Die tatsächliche Zahl der Bewerber
ohne reguläre Stelle sei aber noch größer und liege bei 140 000. "Ein
großer Teil der jungen Leute, die sich mehrfach erfolglos beworben
haben, absolvieren erst einmal Wehr- oder Zivildienst, gehen weiter
in die Schule oder in eine der vielen Maßnahmen der Bundesagentur",
argumentierte Sehrbrock. "Die Lage ist weitaus dramatischer, als es
Regierung und Wirtschaft wahrhaben wollen", sagte sie. "Der
Ausbildungspakt ist gescheitert, nur mit Appellen und Klinkenputzen
bei den Unternehmen kommt man nicht weiter." Um Altbewerbern eine
Perspektive zu geben, müsse es ein Sonderprogramm für 50000
zusätzliche Plätze geben, finanziert von der Bundesagentur.
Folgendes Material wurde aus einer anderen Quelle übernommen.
//! Triage HTTP Clients
//!
//! Typed async clients for every external capability the triage runner talks to:
//!
//! - [`RuntimeClient`]: the hosting runtime API (next invocation, response, error)
//! - [`StorageClient`]: object storage holding the knowledge base document
//! - [`ModelClient`]: the reasoning model, single-shot or streamed
//! - [`ComputeClient`]: the compute control plane used for remediation
//!
//! # Example
//!
//! ```no_run
//! use triage_client::StorageClient;
//!
//! #[tokio::main]
//! async fn main() -> anyhow::Result<()> {
//!     let storage = StorageClient::new("http://localhost:9002");
//!     let document = storage.get_object("knowledge", "knowledge_base.json").await?;
//!     println!("fetched {} bytes", document.len());
//!     Ok(())
//! }
//! ```

mod compute;
pub mod error;
mod model;
mod runtime;
mod storage;

// Re-export commonly used types
pub use compute::ComputeClient;
pub use error::{ClientError, Result};
pub use model::{ChunkStream, ModelClient, ModelResponse};
pub use runtime::{DEADLINE_HEADER, Invocation, REQUEST_ID_HEADER, RuntimeClient};
pub use storage::StorageClient;

/// Strips trailing slashes so paths can be appended with `format!`
fn normalize_base_url(base_url: impl Into<String>) -> String {
    base_url.into().trim_end_matches('/').to_string()
}

// =============================================================================
// Response Handlers
// =============================================================================

/// Turns a non-success status into [`ClientError::ApiError`]
async fn check_status(response: reqwest::Response) -> Result<reqwest::Response> {
    let status = response.status();

    if !status.is_success() {
        let error_text = response
            .text()
            .await
            .unwrap_or_else(|_| "Unknown error".to_string());
        return Err(ClientError::api_error(status.as_u16(), error_text));
    }

    Ok(response)
}

/// Checks the status of a response whose body is ignored
async fn handle_empty_response(response: reqwest::Response) -> Result<()> {
    check_status(response).await.map(|_| ())
}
Sie plant
bislang nur 7500 zusätzliche Stellen für Jugendliche aus
Migrantenfamilien.
Die Unternehmen teilen die Prognosen des DGB nicht. "Die
Paktpartner sind zuversichtlich, dass alle Schulabgänger, die sich
ernsthaft um Ausbildung bemühen, auch eine Chance bekommen", sagte
Ludwig Georg Braun, Präsident des Deutschen Industrie- und
Handelskammertages (DIHK). Im Vergleich zu 2003 sei die Zahl der
Lehrverträge bei den Kammern um knapp neun Prozent gestiegen. Zudem
melde ein großer Teil der Betriebe ihre Lehrstellen nur hin und
wieder oder gar nicht bei der Bundesagentur für Arbeit (BA). "Wir
schätzen, dass die Lehrstellenlücke Ende September 2006 nicht
wesentlich größer sein wird als im vergangenen Jahr: etwa 30 000",
sagte Braun. Danach gingen die Anstrengungen weiter, "bis Jahresende
werden wir die Lücke weiter schließen können".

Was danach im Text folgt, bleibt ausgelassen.